Sunday, June 28, 2009

Guided Walk - 28/06/2009

Arrived a little early, in the mizzle, and scouted the hedges around the car park but the only thing of note was a Jay squawking over towards the Woodland Walk. While we stood waiting outside the VC a Common Whitethroat sang down by the main lake before moving off east. The fog had lifted as we started the walk proper and a quick scan of the sailing club returned 60+ Canada Geese (pretty similar to yesterday), and later we noted broods of 2 and 4 goslings, the 4 were trying to evade the male Mute Swan which had taken a disliking to them and the parents. The Mute Swan family on the main lake is down to 5 cygnets from the original 6, not sure when the sixth one disappeared.

The first surprise was a singing Lesser Whitethroat which sounded like it was down at the east end of the main lake although it was difficult to pin point.

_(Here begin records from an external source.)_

//! Downloading and silently installing interpreters from the release index.

use std::env;
use std::path::{Path, PathBuf};

use once_cell::sync::Lazy;
use regex::Regex;
use tracing::{debug, info};
use url::Url;

use super::version::{compare_versions, is_prefix};
use crate::core::config::PypxConfig;
use crate::core::runtime::effects::{Effects, FetchError};
use crate::core::tooling::errors::{DownloadError, InstallationError, PypxError};

static RELEASE_DIR_RE: Lazy<Regex> =
    Lazy::new(|| Regex::new(r#"href="(\d+\.\d+\.\d+)/""#).expect("valid regex"));
static INSTALLER_RE: Lazy<Regex> =
    Lazy::new(|| Regex::new(r#"href="(python-[\w.-]*amd64\.exe)""#).expect("valid regex"));

/// Latest patch release of `prefix` that publishes a 64-bit Windows
/// installer, as `(version, installer_url)`.
///
/// Release directories are tried newest first; a directory whose listing
/// cannot be fetched is skipped.
///
/// # Errors
/// [`DownloadError::IndexUnreachable`] when the index itself cannot be read,
/// [`DownloadError::NoVersions`] when it lists no `<prefix>.<patch>/` entry and
/// [`DownloadError::NoInstaller`] when none of those entries has an installer.
pub fn resolve_prefix_to_latest_patch(
    config: &PypxConfig,
    effects: &dyn Effects,
    prefix: &str,
) -> Result<(String, String), DownloadError> {
    let base = config.index_url.as_str();
    info!(prefix, "searching available versions");
    let listing = effects
        .http()
        .get_text(base)
        .map_err(|err| DownloadError::IndexUnreachable {
            url: base.to_string(),
            reason: err.to_string(),
        })?;

    let mut candidates = release_dirs(&listing, prefix);
    if candidates.is_empty() {
        return Err(DownloadError::NoVersions {
            prefix: prefix.to_string(),
        });
    }
    candidates.sort_by(|left, right| compare_versions(right, left));
    candidates.dedup();

    for version in candidates {
        let dir_url = format!("{base}{version}/");
        let page = match effects.http().get_text(&dir_url) {
            Ok(page) => page,
            Err(err) => {
                debug!(%version, error = %err, "skipping unreadable release directory");
                continue;
            }
        };
        if let Some(captures) = INSTALLER_RE.captures(&page) {
            let url = format!("{dir_url}{}", &captures[1]);
            debug!(%version, %url, "found installer");
            return Ok((version, url));
        }
        debug!(%version, "release has no Windows installer");
    }

    Err(DownloadError::NoInstaller {
        prefix: prefix.to_string(),
    })
}

fn release_dirs(listing: &str, prefix: &str) -> Vec<String> {
    RELEASE_DIR_RE
        .captures_iter(listing)
        .map(|captures| captures[1].to_string())
        .filter(|version| is_patch_of(version, prefix))
        .collect()
}

/// True when `version` is exactly `<prefix>.<digits>`.
fn is_patch_of(version: &str, prefix: &str) -> bool {
    version
        .strip_prefix(prefix)
        .and_then(|rest| rest.strip_prefix('.'))
        .is_some_and(|patch| !patch.is_empty() && patch.bytes().all(|b| b.is_ascii_digit()))
}

/// Installer URL for an exact version.
#[must_use]
pub fn installer_url(config: &PypxConfig, version: &str) -> String {
    format!(
        "{}{version}/python-{version}-amd64.exe",
        config.index_url
    )
}

/// Fetches the installer for `token` into the temporary directory.
///
/// Prefix tokens are expanded through the index first; exact tokens go
/// straight to their installer URL.
///
/// # Errors
/// Returns [`DownloadError`] for index failures, HTTP status failures and
/// transfer failures.
pub fn download(
    config: &PypxConfig,
    effects: &dyn Effects,
    token: &str,
) -> Result<PathBuf, DownloadError> {
    let (version, url) = if is_prefix(token) {
        resolve_prefix_to_latest_patch(config, effects, token)?
    } else {
        (token.to_string(), installer_url(config, token))
    };
    let dest = download_destination(&url, &version)?;
    info!(%version, %url, "downloading installer");
    let written = effects
        .http()
        .download_to(&url, &dest)
        .map_err(|err| match err {
            FetchError::Status { code } => DownloadError::Http {
                status: code,
                url: url.clone(),
            },
            FetchError::Transfer { message } => DownloadError::Transfer {
                version: version.clone(),
                url: url.clone(),
                reason: message,
            },
        })?;
    debug!(bytes = written, dest = %dest.display(), "installer downloaded");
    Ok(dest)
}

fn download_destination(url: &str, version: &str) -> Result<PathBuf, DownloadError> {
    let parsed = Url::parse(url).map_err(|err| DownloadError::Transfer {
        version: version.to_string(),
        url: url.to_string(),
        reason: err.to_string(),
    })?;
    let file_name = parsed
        .path_segments()
        .and_then(|mut segments| segments.next_back())
        .filter(|segment| !segment.is_empty())
        .map_or_else(|| format!("python-{version}-amd64.exe"), ToString::to_string);
    Ok(env::temp_dir().join(file_name))
}

/// Unattended installer arguments targeting `install_dir`.
#[must_use]
pub fn installer_args(install_dir: &Path) -> Vec<String> {
    vec![
        "/quiet".to_string(),
        "InstallAllUsers=0".to_string(),
        "PrependPath=0".to_string(),
        format!("TargetDir={}", install_dir.display()),
        "Include_launcher=0".to_string(),
        "Include_test=0".to_string(),
        "SimpleInstall=1".to_string(),
    ]
}

/// Installs `token` into its managed directory and returns that directory.
///
/// An existing directory counts as installed and is returned untouched, even
/// if an earlier install was interrupted.
///
/// # Errors
/// Returns [`PypxError::Download`] when the installer cannot be fetched and
/// [`PypxError::Installation`] when it fails to run or leaves no interpreter.
pub fn install(
    config: &PypxConfig,
    effects: &dyn Effects,
    token: &str,
) -> Result<PathBuf, PypxError> {
    let install_dir = config.install_dir(token);
    if install_dir.exists() {
        debug!(dir = %install_dir.display(), "already installed");
        return Ok(install_dir);
    }

    let installer = download(config, effects, token)?;
    info!(version = token, target = %install_dir.display(), "installing");
    let program = installer.display().to_string();
    let output = effects
        .process()
        .run(&program, &installer_args(&install_dir))
        .map_err(|err| InstallationError::Launch {
            installer: installer.clone(),
            reason: format!("{err:#}"),
        })?;
    if !output.success() {
        return Err(InstallationError::InstallerFailed {
            installer,
            code: output.code,
        }
        .into());
    }

    let executable = config.managed_executable(&install_dir);
    if !executable.exists() {
        return Err(InstallationError::MissingExecutable {
            install_dir,
            executable,
        }
        .into());
    }
    Ok(install_dir)
}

Then a bubbling female Cuckoo was heard, pretty sure it wasn't the mimicking Song Thrush as it was a longer burst and not accompanied by other notes before or after. However the Song Thrush was up to his old tricks as we walked along the edge of the Rough!

It was really tricky getting decent views of the birds this morning with the greenery getting in the way but a singing Chiffchaff obliged opposite the Rough gate. As we rounded the next corner a churring Common Whitethroat was heard and tracked down to the opposite side of the fenced area where a family were seen with at least 2 youngsters being fed by the adults. A Chiffy was also seen in the same tree along with Blue Tit which were both seen off by the Whitethroats.

As we continued along towards the Sedgewick Seat I noticed several froglets trying to cross the path and others were seen later along the Spit. Just before the Woodland Walk a Meadow Brown butterfly was seen and EN pointed out that it was newly emerged, denoted by the very dark colouration on the side away from the sun. Into the Woodland walk and an Obliging Green Veined White butterfly gave excellent views to everybody. Little else of note other than 2-3 singing Blackcaps at the north end.

Out of the woods and back along the navigation channel we worked hard for views of a singing Sedge Warbler but although glimpsed in the rushes he never gave decent views. Kramer hide was very quiet with just a Mallard family and a couple of Coots.

Not much along the east side of Fingers so we checked out the Crescent where Reed Warblers were singing and showing themselves as they moved between the reed bed and the Willows. Better views were had later, up on the Spit, as adults fed young in one of the Willows.

The sun broke through as we reached the VC and the temperature increased quickly as we departed for the air condition comfort of our cars!